INPUT MATERIAL below:

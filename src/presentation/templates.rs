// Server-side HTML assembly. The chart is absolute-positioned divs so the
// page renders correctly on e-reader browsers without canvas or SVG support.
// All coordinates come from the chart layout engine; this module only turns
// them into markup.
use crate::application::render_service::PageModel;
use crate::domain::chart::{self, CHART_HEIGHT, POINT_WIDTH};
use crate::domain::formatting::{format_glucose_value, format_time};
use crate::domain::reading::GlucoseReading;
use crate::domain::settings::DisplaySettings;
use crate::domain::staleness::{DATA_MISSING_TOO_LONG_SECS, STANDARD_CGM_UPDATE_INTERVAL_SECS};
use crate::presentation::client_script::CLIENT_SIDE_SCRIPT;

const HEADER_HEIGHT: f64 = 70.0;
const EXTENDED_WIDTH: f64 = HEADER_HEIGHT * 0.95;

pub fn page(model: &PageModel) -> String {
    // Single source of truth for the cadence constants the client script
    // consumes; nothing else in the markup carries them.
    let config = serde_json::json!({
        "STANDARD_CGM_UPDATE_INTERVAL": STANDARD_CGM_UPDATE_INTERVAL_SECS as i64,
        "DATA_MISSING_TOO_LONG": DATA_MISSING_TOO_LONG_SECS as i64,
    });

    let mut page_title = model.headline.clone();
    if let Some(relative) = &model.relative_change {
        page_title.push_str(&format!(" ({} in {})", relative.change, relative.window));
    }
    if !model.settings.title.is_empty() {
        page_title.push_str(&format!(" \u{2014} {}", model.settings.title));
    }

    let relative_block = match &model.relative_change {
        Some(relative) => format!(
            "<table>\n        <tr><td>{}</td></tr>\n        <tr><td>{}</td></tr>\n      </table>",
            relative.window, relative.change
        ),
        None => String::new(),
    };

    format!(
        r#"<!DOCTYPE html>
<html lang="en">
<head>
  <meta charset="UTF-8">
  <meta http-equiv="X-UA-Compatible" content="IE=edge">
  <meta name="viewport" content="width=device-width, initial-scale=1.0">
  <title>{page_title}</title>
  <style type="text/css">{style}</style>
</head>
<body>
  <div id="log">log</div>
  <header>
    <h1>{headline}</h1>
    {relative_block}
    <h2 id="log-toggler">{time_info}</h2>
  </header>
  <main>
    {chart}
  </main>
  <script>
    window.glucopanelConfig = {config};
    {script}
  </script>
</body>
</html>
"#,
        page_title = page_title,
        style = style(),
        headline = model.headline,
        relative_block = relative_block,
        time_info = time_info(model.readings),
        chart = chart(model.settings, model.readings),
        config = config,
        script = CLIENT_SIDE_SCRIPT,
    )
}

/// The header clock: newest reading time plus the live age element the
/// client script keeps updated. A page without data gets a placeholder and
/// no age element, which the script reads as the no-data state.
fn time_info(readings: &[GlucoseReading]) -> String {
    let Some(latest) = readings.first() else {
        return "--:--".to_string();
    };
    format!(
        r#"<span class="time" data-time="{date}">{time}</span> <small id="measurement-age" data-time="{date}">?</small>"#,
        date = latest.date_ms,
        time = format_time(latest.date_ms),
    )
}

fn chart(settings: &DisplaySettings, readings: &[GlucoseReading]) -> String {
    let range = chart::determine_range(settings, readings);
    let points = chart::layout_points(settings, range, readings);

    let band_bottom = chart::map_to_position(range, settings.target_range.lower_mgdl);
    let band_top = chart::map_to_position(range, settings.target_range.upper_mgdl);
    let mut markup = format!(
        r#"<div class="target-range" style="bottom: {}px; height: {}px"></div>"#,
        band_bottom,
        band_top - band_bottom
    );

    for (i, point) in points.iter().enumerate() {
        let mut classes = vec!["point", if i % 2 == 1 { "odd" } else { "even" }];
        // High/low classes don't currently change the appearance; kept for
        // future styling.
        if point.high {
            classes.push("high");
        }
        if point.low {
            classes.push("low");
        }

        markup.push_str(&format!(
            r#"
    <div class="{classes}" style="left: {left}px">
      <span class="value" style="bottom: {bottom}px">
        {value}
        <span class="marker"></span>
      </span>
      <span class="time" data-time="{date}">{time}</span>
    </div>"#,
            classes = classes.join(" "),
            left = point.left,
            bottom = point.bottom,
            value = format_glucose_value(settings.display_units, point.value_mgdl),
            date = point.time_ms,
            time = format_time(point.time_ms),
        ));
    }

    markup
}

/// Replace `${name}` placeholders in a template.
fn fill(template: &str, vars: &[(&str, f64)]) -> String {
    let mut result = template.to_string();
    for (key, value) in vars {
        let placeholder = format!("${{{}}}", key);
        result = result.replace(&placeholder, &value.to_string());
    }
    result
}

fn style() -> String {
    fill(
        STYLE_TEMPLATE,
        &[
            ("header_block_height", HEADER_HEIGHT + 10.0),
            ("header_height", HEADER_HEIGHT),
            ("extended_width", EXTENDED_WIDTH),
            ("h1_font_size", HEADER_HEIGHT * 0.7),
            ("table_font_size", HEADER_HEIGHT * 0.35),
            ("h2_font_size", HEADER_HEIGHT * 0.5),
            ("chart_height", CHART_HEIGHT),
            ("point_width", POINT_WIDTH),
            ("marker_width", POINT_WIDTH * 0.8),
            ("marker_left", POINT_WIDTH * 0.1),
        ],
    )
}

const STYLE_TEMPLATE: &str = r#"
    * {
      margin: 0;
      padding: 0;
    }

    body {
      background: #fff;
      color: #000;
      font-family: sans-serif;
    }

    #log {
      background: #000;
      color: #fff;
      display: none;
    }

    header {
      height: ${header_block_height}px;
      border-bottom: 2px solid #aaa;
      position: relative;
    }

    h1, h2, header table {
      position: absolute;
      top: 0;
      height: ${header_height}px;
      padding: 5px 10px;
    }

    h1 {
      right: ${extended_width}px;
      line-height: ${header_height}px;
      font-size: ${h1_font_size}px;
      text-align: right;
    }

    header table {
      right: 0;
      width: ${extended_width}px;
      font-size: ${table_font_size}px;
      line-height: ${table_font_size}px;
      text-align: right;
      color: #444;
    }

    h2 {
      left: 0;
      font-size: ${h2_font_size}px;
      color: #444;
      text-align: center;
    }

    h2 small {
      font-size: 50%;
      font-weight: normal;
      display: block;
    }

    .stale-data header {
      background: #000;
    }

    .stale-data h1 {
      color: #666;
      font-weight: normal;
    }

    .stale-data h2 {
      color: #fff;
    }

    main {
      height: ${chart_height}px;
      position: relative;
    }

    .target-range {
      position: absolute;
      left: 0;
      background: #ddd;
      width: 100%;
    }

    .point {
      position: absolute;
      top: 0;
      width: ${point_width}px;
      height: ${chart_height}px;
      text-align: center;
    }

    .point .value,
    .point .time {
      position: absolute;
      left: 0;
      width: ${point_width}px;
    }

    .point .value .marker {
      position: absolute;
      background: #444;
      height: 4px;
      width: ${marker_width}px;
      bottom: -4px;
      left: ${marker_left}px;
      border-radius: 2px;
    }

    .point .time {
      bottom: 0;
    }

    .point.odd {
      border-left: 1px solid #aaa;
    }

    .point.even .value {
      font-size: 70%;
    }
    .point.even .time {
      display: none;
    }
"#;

End of INPUT MATERIAL.

== TASK DIRECTIONS ==
Looking at the data above, report how many of its lines include the word "points". The number alone is the answer.

== REPLY TO THE TASK ==
2